Governance and change control that hold up in reviews
Once an EPD is verified and published, changing end‑of‑life assumptions usually means updating the LCA model, re‑verification, and re‑publication, since these parameters are in the system boundary. Plan updates with your validity window in mind. EPDs are normally valid for five years, and many operators require earlier updates if a published indicator worsens beyond a defined threshold, for example more than 10% under the International EPD System (EPD International FAQ, 2025) (EPD International FAQ, 2025).

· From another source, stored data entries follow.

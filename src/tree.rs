// SPDX-License-Identifier: PMPL-1.0-or-later
//! UI-tree capabilities consumed by the auditor.
//!
//! The auditor never touches a host tree directly. It reads structure
//! through [`UiTree`], attributes through [`AttributeReader`] and computed
//! styles through [`StyleReader`]. Every read returns a `Result` so a node
//! that disappears mid-audit can be skipped instead of aborting the pass.
//!
//! [`MemoryTree`] is an owned, in-memory implementation of all three. It is
//! what the HTML adapter produces and what tests build by hand.

use crate::error::NodeReadError;
use serde::{Deserialize, Serialize};
use std::collections::BTreeMap;
use std::fmt;

/// Opaque handle to a node of a host tree
#[derive(Debug, Clone, Copy, PartialEq, Eq, PartialOrd, Ord, Hash, Serialize, Deserialize)]
pub struct NodeId(pub usize);

impl fmt::Display for NodeId {
    fn fmt(&self, f: &mut fmt::Formatter<'_>) -> fmt::Result {
        write!(f, "#{}", self.0)
    }
}

/// Attributes the auditor knows how to read
#[derive(Debug, Clone, Copy, PartialEq, Eq, PartialOrd, Ord, Hash, Serialize, Deserialize)]
pub enum Attribute {
    Role,
    AriaLabel,
    AriaLabelledby,
    Alt,
    Tabindex,
    Disabled,
    For,
    Id,
    Href,
    Type,
    Value,
    OnKeyDown,
    OnKeyUp,
    OnKeyPress,
}

impl Attribute {
    pub const ALL: [Attribute; 14] = [
        Attribute::Role,
        Attribute::AriaLabel,
        Attribute::AriaLabelledby,
        Attribute::Alt,
        Attribute::Tabindex,
        Attribute::Disabled,
        Attribute::For,
        Attribute::Id,
        Attribute::Href,
        Attribute::Type,
        Attribute::Value,
        Attribute::OnKeyDown,
        Attribute::OnKeyUp,
        Attribute::OnKeyPress,
    ];

    /// Markup name of the attribute
    pub fn name(&self) -> &'static str {
        match self {
            Attribute::Role => "role",
            Attribute::AriaLabel => "aria-label",
            Attribute::AriaLabelledby => "aria-labelledby",
            Attribute::Alt => "alt",
            Attribute::Tabindex => "tabindex",
            Attribute::Disabled => "disabled",
            Attribute::For => "for",
            Attribute::Id => "id",
            Attribute::Href => "href",
            Attribute::Type => "type",
            Attribute::Value => "value",
            Attribute::OnKeyDown => "onkeydown",
            Attribute::OnKeyUp => "onkeyup",
            Attribute::OnKeyPress => "onkeypress",
        }
    }

    /// Map a markup attribute name (case-insensitive) to a known attribute
    pub fn from_name(name: &str) -> Option<Self> {
        let lower = name.to_ascii_lowercase();
        let canonical = match lower.as_str() {
            // JSX spelling
            "htmlfor" => "for",
            other => other,
        };
        Self::ALL.into_iter().find(|a| a.name() == canonical)
    }
}

impl fmt::Display for Attribute {
    fn fmt(&self, f: &mut fmt::Formatter<'_>) -> fmt::Result {
        f.write_str(self.name())
    }
}

/// Resolved style facts for one node, as CSS value strings
#[derive(Debug, Clone, PartialEq, Eq, Serialize, Deserialize)]
pub struct ComputedStyle {
    pub color: String,
    pub background_color: String,
    pub outline: String,
    pub box_shadow: String,
}

impl Default for ComputedStyle {
    fn default() -> Self {
        Self {
            color: "rgb(0, 0, 0)".to_string(),
            background_color: "rgba(0, 0, 0, 0)".to_string(),
            outline: "none".to_string(),
            box_shadow: "none".to_string(),
        }
    }
}

impl ComputedStyle {
    /// Whether outline or box-shadow paints something
    pub fn has_visible_focus_indicator(&self) -> bool {
        paints_indicator(&self.outline) || paints_indicator(&self.box_shadow)
    }
}

fn paints_indicator(value: &str) -> bool {
    let lower = value.trim().to_ascii_lowercase();
    if lower.is_empty() || lower == "0" || lower == "0px" {
        return false;
    }
    !lower.split_whitespace().any(|t| t == "none" || t == "hidden")
}

/// Structural access to a host tree
pub trait UiTree {
    /// The subtree rooted at `root` in document order, root first
    fn descendants(&self, root: NodeId) -> Result<Vec<NodeId>, NodeReadError>;

    fn parent(&self, node: NodeId) -> Option<NodeId>;

    /// Lowercase tag name
    fn tag_name(&self, node: NodeId) -> Result<String, NodeReadError>;

    /// All text within the node, descendants included
    fn text_content(&self, node: NodeId) -> Result<String, NodeReadError>;

    /// Text held directly by the node, excluding child elements
    fn own_text(&self, node: NodeId) -> Result<String, NodeReadError>;

    /// Ancestors from the parent upwards
    fn ancestors(&self, node: NodeId) -> Vec<NodeId> {
        std::iter::successors(self.parent(node), |n| self.parent(*n)).collect()
    }
}

/// Typed attribute access
pub trait AttributeReader {
    fn attribute(&self, node: NodeId, attr: Attribute) -> Result<Option<String>, NodeReadError>;

    fn has_attribute(&self, node: NodeId, attr: Attribute) -> Result<bool, NodeReadError> {
        Ok(self.attribute(node, attr)?.is_some())
    }
}

/// Computed style access
pub trait StyleReader {
    fn computed_style(&self, node: NodeId) -> Result<ComputedStyle, NodeReadError>;

    /// Style while the node has keyboard focus
    fn focused_style(&self, node: NodeId) -> Result<ComputedStyle, NodeReadError> {
        self.computed_style(node)
    }
}

/// Structure plus attributes; what the checks walk
pub trait DocumentTree: UiTree + AttributeReader {}

impl<T: UiTree + AttributeReader + ?Sized> DocumentTree for T {}

/// Element description used to build a [`MemoryTree`]
#[derive(Debug, Clone, PartialEq)]
pub struct Element {
    pub tag: String,
    pub attributes: BTreeMap<Attribute, String>,
    pub text: String,
    pub style: ComputedStyle,
    pub focus_style: Option<ComputedStyle>,
    pub detached: bool,
}

impl Element {
    pub fn new(tag: &str) -> Self {
        Self {
            tag: tag.to_ascii_lowercase(),
            attributes: BTreeMap::new(),
            text: String::new(),
            style: ComputedStyle::default(),
            focus_style: None,
            detached: false,
        }
    }

    pub fn attr(mut self, attr: Attribute, value: &str) -> Self {
        self.attributes.insert(attr, value.to_string());
        self
    }

    pub fn text(mut self, text: &str) -> Self {
        self.text = text.to_string();
        self
    }

    pub fn style(mut self, style: ComputedStyle) -> Self {
        self.style = style;
        self
    }

    /// Set text and background colors
    pub fn colors(mut self, color: &str, background: &str) -> Self {
        self.style.color = color.to_string();
        self.style.background_color = background.to_string();
        self
    }

    pub fn focus_style(mut self, style: ComputedStyle) -> Self {
        self.focus_style = Some(style);
        self
    }

    /// Every read against this node fails, as if it left the host tree after enumeration
    pub fn detached(mut self) -> Self {
        self.detached = true;
        self
    }
}

#[derive(Debug, Clone)]
struct MemoryNode {
    element: Element,
    parent: Option<NodeId>,
    children: Vec<NodeId>,
}

/// Owned in-memory UI tree
#[derive(Debug, Clone)]
pub struct MemoryTree {
    nodes: Vec<MemoryNode>,
}

impl MemoryTree {
    /// Create a tree holding only `root`
    pub fn new(root: Element) -> Self {
        Self {
            nodes: vec![MemoryNode { element: root, parent: None, children: Vec::new() }],
        }
    }

    pub fn root(&self) -> NodeId {
        NodeId(0)
    }

    /// Append `element` as the last child of `parent`.
    ///
    /// Panics if `parent` does not belong to this tree.
    pub fn append(&mut self, parent: NodeId, element: Element) -> NodeId {
        let id = NodeId(self.nodes.len());
        self.nodes[parent.0].children.push(id);
        self.nodes.push(MemoryNode { element, parent: Some(parent), children: Vec::new() });
        id
    }

    pub fn len(&self) -> usize {
        self.nodes.len()
    }

    pub fn is_empty(&self) -> bool {
        self.nodes.is_empty()
    }

    pub fn element(&self, node: NodeId) -> Option<&Element> {
        self.nodes.get(node.0).map(|n| &n.element)
    }

    pub fn children(&self, node: NodeId) -> &[NodeId] {
        self.nodes.get(node.0).map(|n| n.children.as_slice()).unwrap_or(&[])
    }

    fn readable(&self, node: NodeId) -> Result<&Element, NodeReadError> {
        let element = self.element(node).ok_or(NodeReadError::UnknownNode(node))?;
        if element.detached {
            return Err(NodeReadError::Detached(node));
        }
        Ok(element)
    }
}

impl UiTree for MemoryTree {
    fn descendants(&self, root: NodeId) -> Result<Vec<NodeId>, NodeReadError> {
        if root.0 >= self.nodes.len() {
            return Err(NodeReadError::UnknownNode(root));
        }
        let mut order = Vec::new();
        let mut stack = vec![root];
        while let Some(node) = stack.pop() {
            order.push(node);
            stack.extend(self.nodes[node.0].children.iter().rev().copied());
        }
        Ok(order)
    }

    fn parent(&self, node: NodeId) -> Option<NodeId> {
        self.nodes.get(node.0).and_then(|n| n.parent)
    }

    fn tag_name(&self, node: NodeId) -> Result<String, NodeReadError> {
        Ok(self.readable(node)?.tag.clone())
    }

    fn text_content(&self, node: NodeId) -> Result<String, NodeReadError> {
        self.readable(node)?;
        let text = self
            .descendants(node)?
            .into_iter()
            .filter_map(|n| self.readable(n).ok())
            .map(|e| e.text.as_str())
            .collect::<String>();
        Ok(text)
    }

    fn own_text(&self, node: NodeId) -> Result<String, NodeReadError> {
        Ok(self.readable(node)?.text.clone())
    }
}

impl AttributeReader for MemoryTree {
    fn attribute(&self, node: NodeId, attr: Attribute) -> Result<Option<String>, NodeReadError> {
        Ok(self.readable(node)?.attributes.get(&attr).cloned())
    }
}

impl StyleReader for MemoryTree {
    fn computed_style(&self, node: NodeId) -> Result<ComputedStyle, NodeReadError> {
        Ok(self.readable(node)?.style.clone())
    }

    fn focused_style(&self, node: NodeId) -> Result<ComputedStyle, NodeReadError> {
        let element = self.readable(node)?;
        Ok(element.focus_style.clone().unwrap_or_else(|| element.style.clone()))
    }
}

A one‑page assumptions table that travels well
Make your end‑of‑life policy portable. Publish a simple table with:
- Scenario name and version tied to the PCR or national guidance
- Collection rate, sorting losses, recycling yield, energy recovery share, landfill share
- Transport distances and modes to each treatment step
- Data sources, geography, and reference year
- Notes on Module D credits or burdens and any cut‑off rules
Downstream teams can then reuse the same inputs in LCAs, databases, and sustainability reports without guesswork.
Portfolio playbook for consistent choices
Start with the PCR and operator template. Layer in national defaults like NMD where relevant to your sales markets. For global portfolios, set regional variants that reflect actual waste infrastructure and keep them versioned. Use the same logic for like‑for‑like products so differences in results come from the product, not from modeling drift.
What to do before your next renewal
Treat end‑of‑life like a checklist item with owners and dates. Confirm which PCR version and operator guidance apply today. Compare your current table to any newly issued national defaults. If the shifts are material, schedule a model update and verification well before the printed validity date. That small project management habit protects credibility and keeps your EPDs bid‑ready.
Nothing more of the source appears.